1 min read
Mając zaledwie sześć miesięcy do pełnego wdrożenia unijnego rozporządzenia w sprawie wyrobów medycznych (MDR ), producenci wyrobów medycznych muszą rozpocząć i przygotować się na nadchodzące znaczące zmiany, w przeciwnym razie mogą być narażeni na ryzyko wycofania ich produktów z rynku UE.
W odpowiedzi na szybki rozwój techniczny i naukowy, który kształtuje branżę wyrobów medycznych w UE, EU MDR stworzyć solidne, bardziej przejrzyste i bezpieczne ramy regulacyjne dotyczące dostaw wyrobów medycznych.

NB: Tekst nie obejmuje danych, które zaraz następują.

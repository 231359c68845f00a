use axum::{extract::State, http::StatusCode, Json};
use base64::{engine::general_purpose::STANDARD, Engine};
use serde::Deserialize;
use serde_json::{json, Value};

use crate::{
    error::{AppError, AppResult},
    models::{CategoryCount, DailyHeatmap, DailyMatrix, Dashboard},
    services::{
        analytics::{DEFAULT_TOP_K, DEFAULT_WINDOW_DAYS},
        ClassificationOutcome,
    },
};

use super::extract::{ApiJson, ApiQuery};
use super::AppState;

// Request types

#[derive(Debug, Deserialize)]
pub struct PredictRequest {
    /// Base64 image, optionally as a `data:<mime>;base64,` URL
    pub img: Option<String>,
}

#[derive(Debug, Deserialize)]
pub struct DashboardQuery {
    pub top: Option<usize>,
    pub days: Option<u32>,
}

#[derive(Debug, Deserialize)]
pub struct TopQuery {
    pub k: Option<usize>,
}

#[derive(Debug, Deserialize)]
pub struct WindowQuery {
    pub days: Option<u32>,
}

/// Decodes the `img` payload into raw image bytes
pub fn decode_image_payload(payload: &str) -> AppResult<Vec<u8>> {
    let encoded = match payload.split_once(',') {
        Some((_, data)) => data,
        None => payload,
    };
    let encoded: String = encoded.chars().filter(|c| !c.is_whitespace()).collect();

    if encoded.is_empty() {
        return Err(AppError::InvalidImage("No image provided".to_string()));
    }

    STANDARD
        .decode(encoded.as_bytes())
        .map_err(|e| AppError::InvalidImage(format!("Image is not valid base64: {}", e)))
}

// Handlers

/// Health check endpoint
pub async fn health_check() -> (StatusCode, Json<Value>) {
    (StatusCode::OK, Json(json!({ "status": "healthy" })))
}

/// Classify an uploaded face image
pub async fn predict(
    State(state): State<AppState>,
    ApiJson(request): ApiJson<PredictRequest>,
) -> AppResult<Json<ClassificationOutcome>> {
    let payload = request
        .img
        .filter(|img| !img.trim().is_empty())
        .ok_or_else(|| AppError::InvalidImage("No image provided".to_string()))?;

    let bytes = decode_image_payload(&payload)?;
    let outcome = state.classification.classify(bytes).await?;
    Ok(Json(outcome))
}

/// Top categories plus the trailing daily matrix
pub async fn dashboard_data(
    State(state): State<AppState>,
    ApiQuery(params): ApiQuery<DashboardQuery>,
) -> AppResult<Json<Dashboard>> {
    let dashboard = state
        .analytics
        .dashboard(
            params.top.unwrap_or(DEFAULT_TOP_K),
            params.days.unwrap_or(DEFAULT_WINDOW_DAYS),
        )
        .await?;
    Ok(Json(dashboard))
}

/// Most frequent categories over all time
pub async fn top_categories(
    State(state): State<AppState>,
    ApiQuery(params): ApiQuery<TopQuery>,
) -> AppResult<Json<Vec<CategoryCount>>> {
    let top = state
        .analytics
        .top_k(params.k.unwrap_or(DEFAULT_TOP_K))
        .await?;
    Ok(Json(top))
}

/// Per-day counts over the trailing window
pub async fn daily_counts(
    State(state): State<AppState>,
    ApiQuery(params): ApiQuery<WindowQuery>,
) -> AppResult<Json<DailyMatrix>> {
    let matrix = state
        .analytics
        .daily_matrix(params.days.unwrap_or(DEFAULT_WINDOW_DAYS))
        .await?;
    Ok(Json(matrix))
}

/// Dense category × date table for heatmaps
pub async fn daily_heatmap(
    State(state): State<AppState>,
    ApiQuery(params): ApiQuery<WindowQuery>,
) -> AppResult<Json<DailyHeatmap>> {
    let heatmap = state
        .analytics
        .daily_heatmap(params.days.unwrap_or(DEFAULT_WINDOW_DAYS))
        .await?;
    Ok(Json(heatmap))
}

#[cfg(test)]
mod tests {
    use super::*;

    #[test]
    fn test_decode_plain_base64() {
        assert_eq!(decode_image_payload("aGVsbG8=").unwrap(), b"hello");
    }

    #[test]
    fn test_decode_data_url() {
        let bytes = decode_image_payload("data:image/jpeg;base64,aGVsbG8=").unwrap();
        assert_eq!(bytes, b"hello");
    }

    #[test]
    fn test_decode_ignores_line_breaks() {
        assert_eq!(decode_image_payload("aGVs\nbG8=").unwrap(), b"hello");
    }

    #[test]
    fn test_decode_rejects_bad_base64() {
        assert!(matches!(
            decode_image_payload("***"),
            Err(AppError::InvalidImage(_))
        ));
    }

    #[test]
    fn test_decode_rejects_empty_data_url() {
        assert!(matches!(
            decode_image_payload("data:image/png;base64,"),
            Err(AppError::InvalidImage(_))
        ));
    }
}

W związku ze EU MDR okresem przejściowym dla EU MDR , tj. 26 maja 2020 r., producenci wyrobów EU MDR muszą wziąć pod uwagę następujące kluczowe czynniki:
- Do maja 2020 r. producenci mogą spełniać istniejące wymogi regulacyjne MDD lub dostosować się do nowego MDR. Jednak po maju 2020 r. będą musieli odnowić swoje istniejące certyfikaty CE, a wszystkie nowe urządzenia muszą być zgodne z nowym MDR.
- Określenie niezbędnych strategii dla transformacji regulacyjnej.
- Opracowanie post-market surveillance (PMS) w celu monitorowania profilu bezpieczeństwa produktów.
- Przeprowadzenie analizy luk między istniejącą MDD a nowym MDR/IVDR, tak aby kwestie regulacyjne mogły zostać rozwiązane na czas.
- Przedłożenie raportu QMS (systemu zarządzania jakością) do oceny zgodności przez jednostki notyfikowane wraz z innymi dokumentami technicznymi.
Wraz z końcem okresu przejściowego producenci są zobowiązani do uwzględnienia wyżej wymienionych kluczowych czynników, aby zapewnić zgodność z przepisami. Uważamy, że teraz jest czas, aby się przygotować i być gotowym. Uzyskaj pełny wgląd w rozporządzenie EU MDR współpracę z najlepszymi w tej dziedzinie. Bądź na bieżąco. Zachowaj zgodność z przepisami.